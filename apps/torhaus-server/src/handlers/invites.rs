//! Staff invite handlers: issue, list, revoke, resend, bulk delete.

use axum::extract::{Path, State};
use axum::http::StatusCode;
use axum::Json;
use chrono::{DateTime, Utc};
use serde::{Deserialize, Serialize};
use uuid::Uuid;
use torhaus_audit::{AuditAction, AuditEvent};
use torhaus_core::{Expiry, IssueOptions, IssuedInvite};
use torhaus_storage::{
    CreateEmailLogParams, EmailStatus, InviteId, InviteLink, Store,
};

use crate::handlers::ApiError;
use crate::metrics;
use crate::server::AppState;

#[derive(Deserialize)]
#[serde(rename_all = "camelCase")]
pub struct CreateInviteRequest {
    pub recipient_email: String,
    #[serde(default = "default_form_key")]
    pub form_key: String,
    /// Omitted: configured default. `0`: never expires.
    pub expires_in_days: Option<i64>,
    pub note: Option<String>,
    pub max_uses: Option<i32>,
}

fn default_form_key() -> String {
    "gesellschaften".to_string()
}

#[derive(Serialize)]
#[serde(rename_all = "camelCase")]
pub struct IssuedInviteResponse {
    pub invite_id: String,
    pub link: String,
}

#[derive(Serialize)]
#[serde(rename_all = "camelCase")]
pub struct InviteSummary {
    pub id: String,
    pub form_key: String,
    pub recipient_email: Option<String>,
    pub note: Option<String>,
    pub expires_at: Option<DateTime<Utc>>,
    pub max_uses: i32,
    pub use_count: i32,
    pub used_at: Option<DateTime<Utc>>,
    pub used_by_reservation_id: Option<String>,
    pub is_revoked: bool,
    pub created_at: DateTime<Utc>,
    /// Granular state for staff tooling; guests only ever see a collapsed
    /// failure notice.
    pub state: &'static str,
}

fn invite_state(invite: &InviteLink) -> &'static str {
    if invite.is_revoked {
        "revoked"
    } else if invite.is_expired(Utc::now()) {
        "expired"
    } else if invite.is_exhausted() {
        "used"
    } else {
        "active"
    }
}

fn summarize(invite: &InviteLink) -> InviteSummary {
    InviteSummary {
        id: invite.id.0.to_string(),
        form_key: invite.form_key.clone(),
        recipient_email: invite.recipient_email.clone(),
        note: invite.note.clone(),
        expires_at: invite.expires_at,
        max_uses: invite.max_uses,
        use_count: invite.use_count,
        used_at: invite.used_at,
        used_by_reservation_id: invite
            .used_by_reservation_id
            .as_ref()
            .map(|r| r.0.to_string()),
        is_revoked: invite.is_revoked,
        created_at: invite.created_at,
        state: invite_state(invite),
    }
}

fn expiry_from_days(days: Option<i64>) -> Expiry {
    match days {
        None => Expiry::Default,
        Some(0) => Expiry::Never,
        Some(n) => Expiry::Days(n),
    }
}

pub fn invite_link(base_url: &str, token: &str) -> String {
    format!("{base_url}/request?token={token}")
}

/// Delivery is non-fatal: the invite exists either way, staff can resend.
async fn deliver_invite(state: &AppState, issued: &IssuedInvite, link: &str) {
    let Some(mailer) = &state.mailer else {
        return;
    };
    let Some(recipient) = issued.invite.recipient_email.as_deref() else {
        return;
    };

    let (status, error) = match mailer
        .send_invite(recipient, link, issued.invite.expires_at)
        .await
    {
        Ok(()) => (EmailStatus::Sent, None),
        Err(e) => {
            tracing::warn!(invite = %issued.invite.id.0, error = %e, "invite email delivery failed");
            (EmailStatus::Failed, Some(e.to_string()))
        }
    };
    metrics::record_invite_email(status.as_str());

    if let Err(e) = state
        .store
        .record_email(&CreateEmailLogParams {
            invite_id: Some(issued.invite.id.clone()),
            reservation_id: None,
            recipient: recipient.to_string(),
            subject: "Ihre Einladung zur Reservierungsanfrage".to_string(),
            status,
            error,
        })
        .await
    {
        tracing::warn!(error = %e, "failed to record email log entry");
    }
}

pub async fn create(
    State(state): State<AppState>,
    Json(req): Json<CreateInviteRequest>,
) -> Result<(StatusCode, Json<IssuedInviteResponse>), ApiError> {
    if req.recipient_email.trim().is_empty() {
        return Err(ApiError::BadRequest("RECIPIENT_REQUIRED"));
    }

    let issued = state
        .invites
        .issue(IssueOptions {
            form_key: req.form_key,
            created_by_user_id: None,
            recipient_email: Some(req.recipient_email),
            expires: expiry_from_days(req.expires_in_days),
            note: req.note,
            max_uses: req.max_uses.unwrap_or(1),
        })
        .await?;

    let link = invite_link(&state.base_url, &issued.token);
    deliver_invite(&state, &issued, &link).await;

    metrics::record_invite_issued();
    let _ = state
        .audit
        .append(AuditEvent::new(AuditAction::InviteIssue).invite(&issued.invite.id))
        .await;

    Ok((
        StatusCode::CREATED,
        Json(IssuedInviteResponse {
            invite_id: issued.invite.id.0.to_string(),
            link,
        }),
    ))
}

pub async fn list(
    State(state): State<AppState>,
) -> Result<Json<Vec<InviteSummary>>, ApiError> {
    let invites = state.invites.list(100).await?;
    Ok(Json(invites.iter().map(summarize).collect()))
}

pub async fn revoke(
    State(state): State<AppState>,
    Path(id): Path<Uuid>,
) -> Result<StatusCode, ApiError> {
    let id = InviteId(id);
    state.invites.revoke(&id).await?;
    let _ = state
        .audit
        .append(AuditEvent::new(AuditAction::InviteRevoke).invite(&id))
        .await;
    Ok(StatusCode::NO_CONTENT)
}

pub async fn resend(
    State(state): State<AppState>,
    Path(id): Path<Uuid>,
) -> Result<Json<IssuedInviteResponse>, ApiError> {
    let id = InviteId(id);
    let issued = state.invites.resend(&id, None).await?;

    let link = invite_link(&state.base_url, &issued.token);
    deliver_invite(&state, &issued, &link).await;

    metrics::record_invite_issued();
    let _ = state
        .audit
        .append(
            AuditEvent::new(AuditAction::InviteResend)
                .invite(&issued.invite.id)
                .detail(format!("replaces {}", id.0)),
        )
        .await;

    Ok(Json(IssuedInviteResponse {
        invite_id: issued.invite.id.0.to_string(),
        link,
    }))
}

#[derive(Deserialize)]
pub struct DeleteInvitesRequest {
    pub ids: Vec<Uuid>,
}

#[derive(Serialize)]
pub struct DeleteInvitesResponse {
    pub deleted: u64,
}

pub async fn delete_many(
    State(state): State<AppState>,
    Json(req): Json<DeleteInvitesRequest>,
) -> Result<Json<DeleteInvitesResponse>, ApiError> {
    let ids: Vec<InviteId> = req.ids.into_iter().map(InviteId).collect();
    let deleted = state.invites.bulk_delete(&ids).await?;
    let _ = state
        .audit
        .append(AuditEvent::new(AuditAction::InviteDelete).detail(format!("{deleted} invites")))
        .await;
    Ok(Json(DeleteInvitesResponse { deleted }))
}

--

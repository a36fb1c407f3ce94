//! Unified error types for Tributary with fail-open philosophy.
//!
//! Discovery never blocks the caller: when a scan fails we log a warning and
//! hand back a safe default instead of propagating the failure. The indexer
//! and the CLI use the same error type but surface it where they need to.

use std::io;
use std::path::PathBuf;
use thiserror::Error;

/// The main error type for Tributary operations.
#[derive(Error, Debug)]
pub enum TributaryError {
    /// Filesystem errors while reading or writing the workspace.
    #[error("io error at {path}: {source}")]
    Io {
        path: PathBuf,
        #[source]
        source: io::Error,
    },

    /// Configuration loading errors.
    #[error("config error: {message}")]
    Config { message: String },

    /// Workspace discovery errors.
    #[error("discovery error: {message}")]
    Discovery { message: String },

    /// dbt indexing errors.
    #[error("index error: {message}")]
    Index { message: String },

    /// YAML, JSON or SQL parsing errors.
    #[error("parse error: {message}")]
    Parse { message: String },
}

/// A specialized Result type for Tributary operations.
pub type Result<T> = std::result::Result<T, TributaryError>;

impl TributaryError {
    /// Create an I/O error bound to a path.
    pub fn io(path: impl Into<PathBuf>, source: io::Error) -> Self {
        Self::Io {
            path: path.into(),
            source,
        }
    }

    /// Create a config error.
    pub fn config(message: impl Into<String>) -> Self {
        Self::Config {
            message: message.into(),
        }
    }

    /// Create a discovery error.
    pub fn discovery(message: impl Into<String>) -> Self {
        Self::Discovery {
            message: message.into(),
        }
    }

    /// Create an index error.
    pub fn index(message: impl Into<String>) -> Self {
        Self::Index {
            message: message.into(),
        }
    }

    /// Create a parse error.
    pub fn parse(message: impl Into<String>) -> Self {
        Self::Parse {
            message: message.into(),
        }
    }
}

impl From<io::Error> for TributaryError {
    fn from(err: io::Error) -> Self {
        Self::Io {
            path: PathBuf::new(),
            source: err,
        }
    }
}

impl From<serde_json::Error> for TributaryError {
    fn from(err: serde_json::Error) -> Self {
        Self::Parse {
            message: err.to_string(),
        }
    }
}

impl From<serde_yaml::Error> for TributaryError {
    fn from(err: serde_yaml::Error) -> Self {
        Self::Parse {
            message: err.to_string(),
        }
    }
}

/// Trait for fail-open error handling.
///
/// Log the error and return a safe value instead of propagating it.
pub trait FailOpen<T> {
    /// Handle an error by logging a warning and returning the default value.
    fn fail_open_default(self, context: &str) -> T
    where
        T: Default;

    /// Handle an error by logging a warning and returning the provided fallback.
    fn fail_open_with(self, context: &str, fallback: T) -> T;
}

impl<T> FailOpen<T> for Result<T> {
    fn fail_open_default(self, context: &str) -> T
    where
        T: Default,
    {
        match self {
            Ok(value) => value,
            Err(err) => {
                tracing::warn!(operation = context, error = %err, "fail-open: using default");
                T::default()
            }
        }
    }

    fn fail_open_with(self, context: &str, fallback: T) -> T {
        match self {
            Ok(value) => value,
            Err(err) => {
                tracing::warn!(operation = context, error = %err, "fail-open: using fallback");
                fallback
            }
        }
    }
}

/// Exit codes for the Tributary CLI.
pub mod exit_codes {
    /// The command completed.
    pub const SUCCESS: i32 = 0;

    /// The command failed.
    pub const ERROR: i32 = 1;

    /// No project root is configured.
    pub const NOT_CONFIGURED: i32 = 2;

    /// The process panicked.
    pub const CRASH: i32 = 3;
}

==

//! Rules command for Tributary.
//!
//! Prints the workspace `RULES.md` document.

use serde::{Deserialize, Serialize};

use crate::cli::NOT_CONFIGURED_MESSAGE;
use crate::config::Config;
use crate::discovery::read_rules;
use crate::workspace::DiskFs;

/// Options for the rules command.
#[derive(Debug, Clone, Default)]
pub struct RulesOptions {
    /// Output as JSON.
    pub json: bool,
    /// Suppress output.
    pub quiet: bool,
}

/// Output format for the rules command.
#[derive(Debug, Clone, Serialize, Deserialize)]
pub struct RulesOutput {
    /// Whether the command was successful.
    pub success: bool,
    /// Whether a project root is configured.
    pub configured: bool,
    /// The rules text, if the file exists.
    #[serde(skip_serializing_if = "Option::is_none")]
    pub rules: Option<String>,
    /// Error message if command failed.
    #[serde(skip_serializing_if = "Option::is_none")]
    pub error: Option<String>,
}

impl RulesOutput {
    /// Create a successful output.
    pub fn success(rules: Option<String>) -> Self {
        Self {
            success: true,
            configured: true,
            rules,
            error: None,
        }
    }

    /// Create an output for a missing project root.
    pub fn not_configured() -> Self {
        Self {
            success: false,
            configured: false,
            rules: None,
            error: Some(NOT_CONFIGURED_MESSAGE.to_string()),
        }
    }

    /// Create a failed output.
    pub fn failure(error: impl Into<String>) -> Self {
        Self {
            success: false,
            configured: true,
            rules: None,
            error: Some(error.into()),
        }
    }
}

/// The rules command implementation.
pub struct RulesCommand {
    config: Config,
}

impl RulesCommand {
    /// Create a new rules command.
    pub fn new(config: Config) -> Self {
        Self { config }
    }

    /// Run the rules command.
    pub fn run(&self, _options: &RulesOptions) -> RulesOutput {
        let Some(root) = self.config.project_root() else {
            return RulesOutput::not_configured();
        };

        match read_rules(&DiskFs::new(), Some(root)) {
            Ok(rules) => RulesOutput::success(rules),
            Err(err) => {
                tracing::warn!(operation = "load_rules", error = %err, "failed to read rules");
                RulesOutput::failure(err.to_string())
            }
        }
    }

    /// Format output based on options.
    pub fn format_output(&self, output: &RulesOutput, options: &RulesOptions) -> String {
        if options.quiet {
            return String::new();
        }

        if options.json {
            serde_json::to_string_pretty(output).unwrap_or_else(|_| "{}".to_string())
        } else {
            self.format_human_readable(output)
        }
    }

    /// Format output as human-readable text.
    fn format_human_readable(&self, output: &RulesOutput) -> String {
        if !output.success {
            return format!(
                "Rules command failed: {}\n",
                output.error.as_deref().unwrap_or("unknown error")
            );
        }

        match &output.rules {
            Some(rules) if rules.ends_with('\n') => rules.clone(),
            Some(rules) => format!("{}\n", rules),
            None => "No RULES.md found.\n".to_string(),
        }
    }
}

Exercise objective: Looking at the records above, work out how many lines include the string "failure". Give the number and nothing else.

Solution for this exercise: 4